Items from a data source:
§ §
use serde::Serialize;
use std::fmt;
use std::path::{Path, PathBuf};

/// Vendor key of the reference CPython distribution
pub const CANONICAL_VENDOR: &str = "PythonCore";

/// Display name used for [`CANONICAL_VENDOR`] installs
pub const CANONICAL_NAME: &str = "python";

/// Vendor key reserved for the `py` launcher, never an interpreter
pub const RESERVED_VENDOR: &str = "PyLauncher";

/// An interpreter found in the registry
#[derive(Debug, Clone, PartialEq, Eq, Serialize)]
pub struct InterpreterRecord {
    name: String,
    major: u32,
    minor: u32,
    architecture: u32,
    executable: PathBuf,
    arguments: Option<String>,
}

impl InterpreterRecord {
    /// Assemble a record for `vendor`; `PythonCore` is renamed to `python`
    pub fn new(
        vendor: &str,
        (major, minor): (u32, u32),
        architecture: u32,
        executable: PathBuf,
        arguments: Option<String>,
    ) -> Self {
        Self {
            name: display_name(vendor).to_string(),
            major,
            minor,
            architecture,
            executable,
            arguments,
        }
    }

    pub fn name(&self) -> &str {
        &self.name
    }

    pub fn major(&self) -> u32 {
        self.major
    }

    pub fn minor(&self) -> u32 {
        self.minor
    }

    pub fn version(&self) -> (u32, u32) {
        (self.major, self.minor)
    }

    pub fn architecture(&self) -> u32 {
        self.architecture
    }

    pub fn executable(&self) -> &Path {
        &self.executable
    }

    pub fn arguments(&self) -> Option<&str> {
        self.arguments.as_deref()
    }
}

/// Name shown for a vendor key
pub fn display_name(vendor: &str) -> &str {
    if vendor == CANONICAL_VENDOR {
        CANONICAL_NAME
    } else {
        vendor
    }
}

impl fmt::Display for InterpreterRecord {
    fn fmt(&self, f: &mut fmt::Formatter<'_>) -> fmt::Result {
        write!(
            f,
            "{}{}.{}-{} ({})",
            self.name,
            self.major,
            self.minor,
            self.architecture,
            self.executable.display()
        )?;
        if let Some(args) = &self.arguments {
            write!(f, " {}", args)?;
        }
        Ok(())
    }
}

#[cfg(test)]
mod tests {
    use super::*;

    #[test]
    fn test_canonical_vendor_is_renamed() {
        let record = InterpreterRecord::new(
            "PythonCore",
            (3, 9),
            64,
            PathBuf::from("C:\\Py\\python.exe"),
            None,
        );
        assert_eq!(record.name(), "python");
        assert_eq!(record.version(), (3, 9));
        assert_eq!(record.to_string(), "python3.9-64 (C:\\Py\\python.exe)");
    }

    #[test]
    fn test_other_vendor_keeps_name() {
        let record = InterpreterRecord::new(
            "ContinuumAnalytics",
            (3, 11),
            32,
            PathBuf::from("python.exe"),
            Some("-E".to_string()),
        );
        assert_eq!(record.name(), "ContinuumAnalytics");
        assert_eq!(record.arguments(), Some("-E"));
        assert!(record.to_string().ends_with(" -E"));
    }

    #[test]
    fn test_serializes_all_fields() {
        let record =
            InterpreterRecord::new("PythonCore", (3, 12), 64, PathBuf::from("p.exe"), None);
        let json = serde_json::to_value(&record).unwrap_or_default();
        assert_eq!(json["name"], "python");
        assert_eq!(json["major"], 3);
        assert_eq!(json["minor"], 12);
        assert_eq!(json["architecture"], 64);
        assert_eq!(json["executable"], "p.exe");
        assert!(json["arguments"].is_null());
    }
}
§ §
▶ _TASK REQUIREMENTS_
All lines above that include the word "ContinuumAnalytics" must be copied into the answer.

▶ _SOLUTION TO THE EXERCISE_
            "ContinuumAnalytics",
        assert_eq!(record.name(), "ContinuumAnalytics");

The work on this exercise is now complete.